Я, уняв дрожь в коленях, возглавил совместное советско-американское предприятие "Амскорт", присосавшись к ВДНХ
(Выставка достижений народного хозяйства – так она тогда ещё называлась) и получив целый этаж и половину экспозиционных площадей
Павильона N 4 товаров широкого потребления в своё распоряжение.
Партнёром с американской стороны выступил младший и, как оказалось, непутёвый, из трёх братьев, владевших Фондом Франклина, ворочавшим миллиардами долларов монструозным, на наш взгляд, империалистическим спрутом. Теперь-то и у нас таких компаний, называемых ПИФами (паевой инвестиционный фонд) пруд пруди.
Американский партнёр был заносчивым снобом, смотрел на нас как на детей малых, пытался диктовать свою волю и в мелочах, подчёркивая исключительность американской нации, а потому её права первой брачной ночи в приобщении других наций к демократическому обустройству. Чего стоили хотя бы тезисы доклада, посланного нам по факсу для Генсека Горбачёва с указанием передать тому лично в руки для выступления перед международной общественностью. Возможности у нас такие, если правду сказать, были – в правлении состоял племянник
Председателя КГБ Крючкова и родственник министра финансов Павлова, того самого, что уже в ранге премьер-министра погорел в пору ГКЧП.
Напомню в скобках, что это была взбунтовавшаяся камарилья, пытавшаяся спасти СССР от развала, а коммунистическую идеологию – от поругания.
Но мы, конечно, проигнорировали эту наглость, отражавшую тогдашнее отношение США к нашей перестраивавшейся стране. А Павлов, кстати, был человеком неординарным, как по уму, так и по комплекции
(весил полтора центнера). Как-то по нашей договорённости он был приглашён в Нью-Йорк с неофициальным визитом прочесть лекцию о
"перестройке". Так получилось, что в его номере "люкс" с баром и барменшей мы просидели всю ночь с нашим партнёром, обсуждая идею этого чудика по созданию миллиардного благотворительного фонда для поддержки появляющихся у нас предприятий капиталистического типа.
К утру мой партнёр был в отключке, я совсем никакой, а Павлов свежим, как огурчик.
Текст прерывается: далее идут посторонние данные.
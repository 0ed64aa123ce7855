//! Asset sources – resolve template, font and image locations to bytes.
//!
//! Locations look like the public paths a web front end would serve
//! (`/fonts/Cairo-Regular.ttf`, `/images/Taif.jpg`, `/storage/photo_x.png`)
//! or are inline `data:` URIs. Remote `http(s)` URLs are not fetched.

use std::collections::HashMap;
use std::fs;
use std::path::{Component, Path, PathBuf};

use base64::{engine::general_purpose::STANDARD as BASE64_STD, Engine as _};

use crate::error::FetchError;

/// Bytes plus whatever content type the source reported.
#[derive(Debug, Clone, PartialEq)]
pub struct FetchedAsset {
    pub bytes: Vec<u8>,
    pub content_type: Option<String>,
}

/// Anything that can turn an asset location into bytes.
pub trait AssetSource {
    fn fetch(&self, location: &str) -> Result<FetchedAsset, FetchError>;
}

impl<T: AssetSource + ?Sized> AssetSource for &T {
    fn fetch(&self, location: &str) -> Result<FetchedAsset, FetchError> {
        (**self).fetch(location)
    }
}

/// Where the compositor looks for its fixed assets.
#[derive(Debug, Clone, PartialEq)]
pub struct AssetPaths {
    pub template: String,
    pub display_font: String,
    pub body_font: String,
    /// Prefix joined with `thelogo` to locate the authority logo.
    pub images_prefix: String,
    pub instructions: String,
    /// Used for the photo and QR slots when the record has no URL.
    pub fallback_image: String,
}

impl Default for AssetPaths {
    fn default() -> Self {
        Self {
            template: "/templates/certificate.pdf".to_string(),
            display_font: "/fonts/Cairo-Regular.ttf".to_string(),
            body_font: "/fonts/Cairo-VariableFont_slnt_wght.ttf".to_string(),
            images_prefix: "/images/".to_string(),
            instructions: "/images/instructions-full.png".to_string(),
            fallback_image: "/images/default.jpg".to_string(),
        }
    }
}

impl AssetPaths {
    /// Location of an authority logo file.
    pub fn logo(&self, file_name: &str) -> String {
        format!("{}{}", self.images_prefix, file_name.trim_start_matches('/'))
    }
}

/// Assets served from a public directory, with optional extra mounts
/// (e.g. `/storage/` for uploaded objects).
#[derive(Debug, Clone)]
pub struct DirAssets {
    root: PathBuf,
    mounts: Vec<(String, PathBuf)>,
}

impl DirAssets {
    pub fn new(root: impl Into<PathBuf>) -> Self {
        Self {
            root: root.into(),
            mounts: Vec::new(),
        }
    }

    /// Serve `prefix/...` from `dir` instead of the public root.
    pub fn with_mount(mut self, prefix: impl Into<String>, dir: impl Into<PathBuf>) -> Self {
        let mut prefix = prefix.into();
        if !prefix.ends_with('/') {
            prefix.push('/');
        }
        self.mounts.push((prefix, dir.into()));
        self
    }

    pub fn root(&self) -> &Path {
        &self.root
    }

    fn resolve(&self, location: &str) -> Result<PathBuf, FetchError> {
        let (base, rest) = self
            .mounts
            .iter()
            .find_map(|(prefix, dir)| location.strip_prefix(prefix.as_str()).map(|r| (dir, r)))
            .unwrap_or((&self.root, location));

        let relative = Path::new(rest.trim_start_matches('/'));
        if relative
            .components()
            .any(|c| !matches!(c, Component::Normal(_)))
        {
            return Err(FetchError::NotFound(location.to_string()));
        }
        Ok(base.join(relative))
    }
}

impl AssetSource for DirAssets {
    fn fetch(&self, location: &str) -> Result<FetchedAsset, FetchError> {
        if location.starts_with("data:") {
            return parse_data_uri(location);
        }
        if location.contains("://") {
            return Err(FetchError::UnsupportedScheme(location.to_string()));
        }

        let path = self.resolve(location)?;
        let bytes = fs::read(&path).map_err(|e| match e.kind() {
            std::io::ErrorKind::NotFound => FetchError::NotFound(location.to_string()),
            _ => FetchError::Io {
                path: path.display().to_string(),
                source: e,
            },
        })?;
        let content_type = mime_guess::from_path(&path)
            .first()
            .map(|m| m.essence_str().to_string());
        log::debug!("fetched {location} ({} bytes)", bytes.len());
        Ok(FetchedAsset { bytes, content_type })
    }
}

/// In-memory assets keyed by location.
#[derive(Debug, Clone, Default)]
pub struct MemoryAssets {
    assets: HashMap<String, FetchedAsset>,
}

impl MemoryAssets {
    pub fn new() -> Self {
        Self::default()
    }

    pub fn insert(&mut self, location: impl Into<String>, bytes: Vec<u8>, content_type: Option<&str>) {
        self.assets.insert(
            location.into(),
            FetchedAsset {
                bytes,
                content_type: content_type.map(str::to_string),
            },
        );
    }

    pub fn with(mut self, location: impl Into<String>, bytes: Vec<u8>, content_type: Option<&str>) -> Self {
        self.insert(location, bytes, content_type);
        self
    }

    pub fn remove(&mut self, location: &str) -> Option<FetchedAsset> {
        self.assets.remove(location)
    }
}

impl AssetSource for MemoryAssets {
    fn fetch(&self, location: &str) -> Result<FetchedAsset, FetchError> {
        if location.starts_with("data:") {
            return parse_data_uri(location);
        }
        self.assets
            .get(location)
            .cloned()
            .ok_or_else(|| FetchError::NotFound(location.to_string()))
    }
}

/// Parse a `data:<mime>;base64,<data>` URI.
pub fn parse_data_uri(src: &str) -> Result<FetchedAsset, FetchError> {
    let rest = src
        .strip_prefix("data:")
        .ok_or_else(|| FetchError::InvalidDataUri("missing `data:` prefix".to_string()))?;
    let (header, data) = rest
        .split_once(',')
        .ok_or_else(|| FetchError::InvalidDataUri("missing `,` separator".to_string()))?;
    let mut params = header.split(';');
    let mime = params.next().unwrap_or("").trim();
    if !params.any(|p| p.trim().eq_ignore_ascii_case("base64")) {
        return Err(FetchError::InvalidDataUri(
            "only base64-encoded data URIs are supported".to_string(),
        ));
    }
    let bytes = BASE64_STD
        .decode(data.trim())
        .map_err(|e| FetchError::InvalidDataUri(format!("base64 decode error: {e}")))?;
    Ok(FetchedAsset {
        bytes,
        content_type: (!mime.is_empty()).then(|| mime.to_string()),
    })
}

/// Encode bytes as a base64 data URI.
pub fn to_data_uri(bytes: &[u8], content_type: &str) -> String {
    format!("data:{content_type};base64,{}", BASE64_STD.encode(bytes))
}

#[cfg(test)]
mod tests {
    use super::*;

    #[test]
    fn data_uri_roundtrip() {
        let uri = to_data_uri(b"hello", "image/png");
        let asset = parse_data_uri(&uri).unwrap();
        assert_eq!(asset.bytes, b"hello");
        assert_eq!(asset.content_type.as_deref(), Some("image/png"));
    }

    #[test]
    fn data_uri_requires_base64() {
        assert!(matches!(
            parse_data_uri("data:text/plain,hello"),
            Err(FetchError::InvalidDataUri(_))
        ));
        assert!(parse_data_uri("data:image/png;base64").is_err());
        assert!(parse_data_uri("data:image/png;base64,@@@").is_err());
    }

    #[test]
    fn dir_assets_guess_content_type() {
        let dir = tempfile::tempdir().unwrap();
        fs::create_dir_all(dir.path().join("images")).unwrap();
        fs::write(dir.path().join("images/Taif.jpg"), b"jpeg bytes").unwrap();

        let assets = DirAssets::new(dir.path());
        let asset = assets.fetch("/images/Taif.jpg").unwrap();
        assert_eq!(asset.bytes, b"jpeg bytes");
        assert_eq!(asset.content_type.as_deref(), Some("image/jpeg"));
    }

    #[test]
    fn dir_assets_errors() {
        let dir = tempfile::tempdir().unwrap();
        let assets = DirAssets::new(dir.path());
        assert!(matches!(assets.fetch("/images/none.png"), Err(FetchError::NotFound(_))));
        assert!(matches!(
            assets.fetch("https://example.com/a.png"),
            Err(FetchError::UnsupportedScheme(_))
        ));
        assert!(matches!(assets.fetch("/../etc/passwd"), Err(FetchError::NotFound(_))));
    }

    #[test]
    fn mounts_take_precedence() {
        let public = tempfile::tempdir().unwrap();
        let objects = tempfile::tempdir().unwrap();
        fs::write(objects.path().join("photo_1.png"), b"png").unwrap();

        let assets = DirAssets::new(public.path()).with_mount("/storage", objects.path());
        let asset = assets.fetch("/storage/photo_1.png").unwrap();
        assert_eq!(asset.content_type.as_deref(), Some("image/png"));
    }

    #[test]
    fn logo_location_joins_prefix() {
        assert_eq!(AssetPaths::default().logo("Taif.jpg"), "/images/Taif.jpg");
    }
}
Он блестяще выступил со своей лекцией в помещении "Ротэри-клуба" (элитного дискуссионного клуба миллионеров). Я, выступивший за ним в качестве живого примера главы капиталистической фирмы в России, имел бледный вид. Утешило то, что вызвал оживление и даже бурный смех с аплодисментами в зале. Это было реакцией на приводимые мною совершенно конкретные примеры первых попыток предпринимательства у нас, воспринятые как анекдот.